Hari kedua program Kompasiana TV via Kompas TV yang sangat inovatif dari Tim Pengelola Kompasiana ini, berjalan lancar dan sukses dari sudut pandang waktunya yang sempit (60 menit), dengan enam kompasianers dan dengan narasumber yang sangat berkompeten. Program ini ditayangkan secara langsung pukul 19.00-20.00 kemarin (20/01/2015), dipandu oleh Cindy Sistyarani.
Kompasianers yang dilibatkan dalam diskusi dengan topik utama BPJS dan Kartu-kartu Sakti (Kartu Indonesia Sehat (KIS), Kartu Indonesia Pintar (KIP) dan Kartu Keluarga Sejahtera (KKP)) ini yaitu Thamrin Dahlan, Amaluddin, Oni, Jamhali, Yunanto dan saya sendiri. Sedangkan narasumbernya Menteri Sosial Khofifah Indar Parawansa.
Tidak begitu banyak yang bisa dibahas dalam waktu yang sesingkat itu (sekitar 30 menit, sisanya membahas beberapa artikel kompasianers dan iklan), namun cukup sukses memberikan informasi aktual terkait topik.
- Secara umum Mensos menyebutkan bahwa Kartu-kartu Sakti itu adalah bagian dari BPJS atau untuk mengupgrade/memperbaiki BPJS yang menurut beliau belum berjalan dengan baik dikarenakan masih relatif barunya program tersebut (sekitar satu tahun). Misalnya menghapus kata miskin yang berpotensi menjadi beban psikologis penerima kartu.
- Pemerintah sedang "pontang panting" menata database yang berhak menerima kartu-kartu itu (saat ini database yang mereka miliki, data tahun 2011), menata mekanisme pemberian kartu dan sosialisasinya.
- Belum adanya dana untuk merealisasikan manfaat Kartu-kartu Sakti untuk 86,4 juta orang yang ditargetkan. Yang sudah ditangani baru 4,5 juta orang.
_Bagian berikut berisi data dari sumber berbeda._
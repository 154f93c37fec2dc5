use std::fs;
use std::path::{Path, PathBuf};
use tracing::debug;
use uuid::Uuid;

use super::Backend;
use crate::error::Result;
use crate::models::{NewWorkout, WorkoutEntry};

const STORAGE_KEY: &str = "workouts";

/// Keeps the whole sequence under one storage key, a JSON file in `data_dir`.
pub struct LocalBackend {
    path: PathBuf,
}

impl LocalBackend {
    pub fn new(data_dir: &Path) -> Self {
        LocalBackend {
            path: data_dir.join(format!("{}.json", STORAGE_KEY)),
        }
    }

    pub fn path(&self) -> &Path {
        &self.path
    }
}

impl Backend for LocalBackend {
    fn fetch_all(&mut self) -> Result<Vec<WorkoutEntry>> {
        if !self.path.exists() {
            return Ok(Vec::new());
        }
        let json_data = fs::read_to_string(&self.path)?;
        if json_data.trim().is_empty() {
            return Ok(Vec::new());
        }
        Ok(serde_json::from_str(&json_data)?)
    }

    fn insert(&mut self, new: NewWorkout) -> Result<WorkoutEntry> {
        // Nothing to write yet; the follow-up sync stores the new sequence.
        Ok(WorkoutEntry {
            id: Uuid::new_v4().to_string(),
            name: new.name,
            date: Some(new.date),
        })
    }

    fn delete(&mut self, _id: &str) -> Result<()> {
        Ok(())
    }

    fn sync(&mut self, entries: &[WorkoutEntry]) -> Result<()> {
        if let Some(parent) = self.path.parent() {
            fs::create_dir_all(parent)?;
        }
        fs::write(&self.path, serde_json::to_string(entries)?)?;
        debug!("wrote {} workouts to {}", entries.len(), self.path.display());
        Ok(())
    }
}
Hal ini sedang dibahas dengan DPR, beliau berharap bisa selesai di bulan Februari ini.
- Dasar hukum Kartu Sakti menurut Mensos adalah Inpres. Padahal menurut Yusril IM Inpres itu bukanlah dasar hukum untuk kebijakan tersebut (JPNN). Dari sini dapat diketahui bahwa hingga kini pemerintah belum menuntaskan persoalan hukum kartu-kartu ini.
Dari rangkuman ini apa yang saya pertanyakan di dalam artikel ini, "Pak Jokowi, Mohon Jelaskan Soal Kartu-kartu Itu" ternyata hingga kini belum tuntas.
Disini saya juga hendak menyantumkan beberapa pertanyaan/saran/tanggapan teman-teman terkait BPJS yang saya kumpulkan dari status saya di akun Facebook, yang tidak sempat dibahas dalam diskusi itu. Semoga informasi ini sampai pada pihak-pihak yang terkait.
- "Seandainya ada RS swasta yang menarik bayaran pada pasien BPJS yang dioperasi sampai sekian juta rupiah,pakai kuitansi dan pasiennya komplain kepada dokter PPK I (curhat lah tepatnya), kemana harusnya pasien tersebut mengadu?"
- Paling nyata: menegakkan bahwa pemerintah yg seharusnya menjadi regulator hubungan segitiga Peserta-Pemberi layanan-BPJS. Jangan paksa - atau biarkan - BPJS yg mengambil alih
- "Bagaimana sebenarnya pencairan dana kapitasi d puskesmas....apakah langsung bisa dcairkan 1 bulan kemudian...karena dlm prakteknya selama ini baru bisa dcairkan per 3 bulan sekali(kebijakan kadinkes)."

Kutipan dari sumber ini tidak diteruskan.